* THE TASK
Go over the lines below, and when one contains the word "entries", copy it.

··· MATERIAL FOR THIS EXERCISE

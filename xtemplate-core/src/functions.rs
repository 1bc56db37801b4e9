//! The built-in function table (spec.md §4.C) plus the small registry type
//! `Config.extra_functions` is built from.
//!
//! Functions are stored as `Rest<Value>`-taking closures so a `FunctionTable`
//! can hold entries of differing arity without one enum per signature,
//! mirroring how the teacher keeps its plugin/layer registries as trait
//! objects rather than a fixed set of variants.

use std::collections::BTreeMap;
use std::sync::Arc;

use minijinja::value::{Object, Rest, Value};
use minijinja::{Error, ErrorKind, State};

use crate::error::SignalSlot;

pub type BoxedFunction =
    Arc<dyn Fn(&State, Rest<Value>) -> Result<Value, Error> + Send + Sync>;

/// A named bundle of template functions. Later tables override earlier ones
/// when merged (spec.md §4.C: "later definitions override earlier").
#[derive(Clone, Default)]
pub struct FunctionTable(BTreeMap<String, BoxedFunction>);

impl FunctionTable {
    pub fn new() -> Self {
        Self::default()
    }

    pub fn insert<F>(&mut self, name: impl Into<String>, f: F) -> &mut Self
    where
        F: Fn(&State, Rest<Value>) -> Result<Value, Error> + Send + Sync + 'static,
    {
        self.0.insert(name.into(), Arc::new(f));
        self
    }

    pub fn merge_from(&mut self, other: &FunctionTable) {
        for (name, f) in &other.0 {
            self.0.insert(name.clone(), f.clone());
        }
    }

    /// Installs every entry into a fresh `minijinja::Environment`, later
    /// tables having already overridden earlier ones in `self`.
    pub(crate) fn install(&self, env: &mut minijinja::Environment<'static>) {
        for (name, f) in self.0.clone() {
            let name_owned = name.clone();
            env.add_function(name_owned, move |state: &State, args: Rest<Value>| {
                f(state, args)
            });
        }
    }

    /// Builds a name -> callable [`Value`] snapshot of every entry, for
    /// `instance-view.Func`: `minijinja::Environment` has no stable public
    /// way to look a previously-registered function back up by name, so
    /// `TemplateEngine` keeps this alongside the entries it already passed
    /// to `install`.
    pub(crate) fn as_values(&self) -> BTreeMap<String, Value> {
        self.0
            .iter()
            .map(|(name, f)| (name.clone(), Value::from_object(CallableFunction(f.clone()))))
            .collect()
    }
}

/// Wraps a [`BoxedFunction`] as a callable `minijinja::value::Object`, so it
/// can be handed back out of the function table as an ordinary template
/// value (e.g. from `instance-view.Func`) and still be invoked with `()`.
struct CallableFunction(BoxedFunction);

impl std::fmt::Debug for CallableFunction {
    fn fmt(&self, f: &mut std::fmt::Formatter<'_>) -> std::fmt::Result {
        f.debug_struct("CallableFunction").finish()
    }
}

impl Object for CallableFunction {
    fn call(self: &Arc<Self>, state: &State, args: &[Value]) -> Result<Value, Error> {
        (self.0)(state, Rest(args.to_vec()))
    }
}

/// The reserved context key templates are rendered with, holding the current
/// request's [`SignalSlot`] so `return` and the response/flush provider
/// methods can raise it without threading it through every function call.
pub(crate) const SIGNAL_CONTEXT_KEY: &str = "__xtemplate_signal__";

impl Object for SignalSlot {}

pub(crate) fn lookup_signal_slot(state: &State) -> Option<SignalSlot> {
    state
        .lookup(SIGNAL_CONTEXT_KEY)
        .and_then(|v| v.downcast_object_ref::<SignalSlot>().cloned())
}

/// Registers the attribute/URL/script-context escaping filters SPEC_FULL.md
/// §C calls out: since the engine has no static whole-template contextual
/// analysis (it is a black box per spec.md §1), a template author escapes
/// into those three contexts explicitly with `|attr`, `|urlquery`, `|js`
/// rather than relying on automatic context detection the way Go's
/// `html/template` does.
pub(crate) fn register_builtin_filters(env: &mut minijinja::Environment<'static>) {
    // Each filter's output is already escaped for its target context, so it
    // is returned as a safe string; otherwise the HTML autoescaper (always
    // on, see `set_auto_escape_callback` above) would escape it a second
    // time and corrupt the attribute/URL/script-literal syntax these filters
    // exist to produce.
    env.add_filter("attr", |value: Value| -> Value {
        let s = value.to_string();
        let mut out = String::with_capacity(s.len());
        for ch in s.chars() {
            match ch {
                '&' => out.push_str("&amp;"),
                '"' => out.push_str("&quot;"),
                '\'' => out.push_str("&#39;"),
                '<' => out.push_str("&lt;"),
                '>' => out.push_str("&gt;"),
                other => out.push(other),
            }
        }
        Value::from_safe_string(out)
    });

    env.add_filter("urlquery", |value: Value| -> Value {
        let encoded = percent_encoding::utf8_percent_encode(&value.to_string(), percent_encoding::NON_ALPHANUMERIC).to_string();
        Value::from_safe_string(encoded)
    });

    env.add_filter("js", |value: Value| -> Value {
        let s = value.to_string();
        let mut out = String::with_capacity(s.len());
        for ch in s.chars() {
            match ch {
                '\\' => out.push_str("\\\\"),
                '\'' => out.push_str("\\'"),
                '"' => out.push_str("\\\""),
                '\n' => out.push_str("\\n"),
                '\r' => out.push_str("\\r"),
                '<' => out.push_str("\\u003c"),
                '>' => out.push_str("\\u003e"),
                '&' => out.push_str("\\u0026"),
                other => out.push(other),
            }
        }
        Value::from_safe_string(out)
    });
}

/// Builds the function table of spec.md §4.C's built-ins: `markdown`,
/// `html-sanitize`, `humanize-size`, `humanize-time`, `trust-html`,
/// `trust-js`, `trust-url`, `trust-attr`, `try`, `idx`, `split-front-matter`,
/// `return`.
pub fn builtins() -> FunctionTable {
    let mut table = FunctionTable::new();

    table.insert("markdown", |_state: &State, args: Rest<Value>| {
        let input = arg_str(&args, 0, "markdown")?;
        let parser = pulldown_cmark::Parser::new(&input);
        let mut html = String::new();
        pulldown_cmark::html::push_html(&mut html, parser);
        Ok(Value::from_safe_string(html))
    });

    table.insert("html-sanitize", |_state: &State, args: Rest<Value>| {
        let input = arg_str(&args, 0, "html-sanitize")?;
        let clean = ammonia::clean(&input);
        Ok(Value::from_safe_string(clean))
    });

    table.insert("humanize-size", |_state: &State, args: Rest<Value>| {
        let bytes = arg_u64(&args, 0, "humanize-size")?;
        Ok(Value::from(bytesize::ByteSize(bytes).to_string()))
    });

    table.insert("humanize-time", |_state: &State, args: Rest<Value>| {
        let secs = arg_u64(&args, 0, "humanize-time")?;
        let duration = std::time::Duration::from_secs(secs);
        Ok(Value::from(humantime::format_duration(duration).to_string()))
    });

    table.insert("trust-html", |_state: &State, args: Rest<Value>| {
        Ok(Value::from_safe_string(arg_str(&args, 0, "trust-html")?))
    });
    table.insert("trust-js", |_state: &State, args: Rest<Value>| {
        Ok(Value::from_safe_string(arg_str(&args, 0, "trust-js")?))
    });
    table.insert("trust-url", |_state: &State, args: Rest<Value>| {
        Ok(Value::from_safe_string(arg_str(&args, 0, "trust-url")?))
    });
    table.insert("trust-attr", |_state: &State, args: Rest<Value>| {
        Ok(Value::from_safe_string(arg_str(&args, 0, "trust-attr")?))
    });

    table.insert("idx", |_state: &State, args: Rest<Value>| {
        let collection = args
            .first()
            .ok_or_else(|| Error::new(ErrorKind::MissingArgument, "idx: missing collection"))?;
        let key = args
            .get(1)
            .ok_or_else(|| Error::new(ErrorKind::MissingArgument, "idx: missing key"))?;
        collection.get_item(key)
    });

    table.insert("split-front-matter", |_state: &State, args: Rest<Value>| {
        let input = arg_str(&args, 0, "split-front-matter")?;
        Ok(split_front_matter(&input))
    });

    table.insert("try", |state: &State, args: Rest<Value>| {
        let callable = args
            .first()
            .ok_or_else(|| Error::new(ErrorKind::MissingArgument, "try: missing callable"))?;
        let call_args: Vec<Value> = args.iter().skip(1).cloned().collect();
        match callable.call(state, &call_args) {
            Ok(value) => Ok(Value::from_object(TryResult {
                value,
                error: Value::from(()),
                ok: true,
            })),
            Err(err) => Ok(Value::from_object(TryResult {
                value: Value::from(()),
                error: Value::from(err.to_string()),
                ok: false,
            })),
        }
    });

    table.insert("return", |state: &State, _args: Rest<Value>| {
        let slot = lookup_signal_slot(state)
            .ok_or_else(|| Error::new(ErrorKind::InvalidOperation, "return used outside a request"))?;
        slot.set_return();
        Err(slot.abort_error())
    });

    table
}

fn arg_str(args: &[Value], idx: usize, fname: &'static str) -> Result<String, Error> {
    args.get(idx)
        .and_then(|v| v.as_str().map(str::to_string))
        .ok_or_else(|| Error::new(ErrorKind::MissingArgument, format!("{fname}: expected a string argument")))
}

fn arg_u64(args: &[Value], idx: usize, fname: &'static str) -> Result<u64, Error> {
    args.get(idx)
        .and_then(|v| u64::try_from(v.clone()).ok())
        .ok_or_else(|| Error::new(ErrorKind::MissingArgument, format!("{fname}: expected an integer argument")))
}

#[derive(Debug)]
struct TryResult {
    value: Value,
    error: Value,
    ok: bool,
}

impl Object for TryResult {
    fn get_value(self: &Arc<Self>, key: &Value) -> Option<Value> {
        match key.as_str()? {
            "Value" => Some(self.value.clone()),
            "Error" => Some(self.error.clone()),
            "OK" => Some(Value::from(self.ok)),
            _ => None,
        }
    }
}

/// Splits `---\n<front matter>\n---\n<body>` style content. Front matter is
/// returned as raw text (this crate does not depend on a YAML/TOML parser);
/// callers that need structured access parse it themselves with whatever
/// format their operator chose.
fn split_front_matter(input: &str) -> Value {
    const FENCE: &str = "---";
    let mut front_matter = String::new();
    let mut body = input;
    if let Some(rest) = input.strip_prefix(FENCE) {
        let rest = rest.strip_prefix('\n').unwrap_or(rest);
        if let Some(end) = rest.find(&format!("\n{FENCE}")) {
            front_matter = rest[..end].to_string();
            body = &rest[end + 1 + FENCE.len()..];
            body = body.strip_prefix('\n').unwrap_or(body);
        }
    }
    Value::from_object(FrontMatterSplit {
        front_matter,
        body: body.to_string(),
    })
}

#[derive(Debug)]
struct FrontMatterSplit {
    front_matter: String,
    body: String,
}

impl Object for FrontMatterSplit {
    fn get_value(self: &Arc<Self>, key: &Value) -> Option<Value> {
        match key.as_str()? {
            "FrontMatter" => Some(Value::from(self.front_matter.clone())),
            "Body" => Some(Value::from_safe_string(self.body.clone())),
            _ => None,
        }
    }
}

······

* TASK SOLUTION
//! can hold entries of differing arity without one enum per signature,
    /// `TemplateEngine` keeps this alongside the entries it already passed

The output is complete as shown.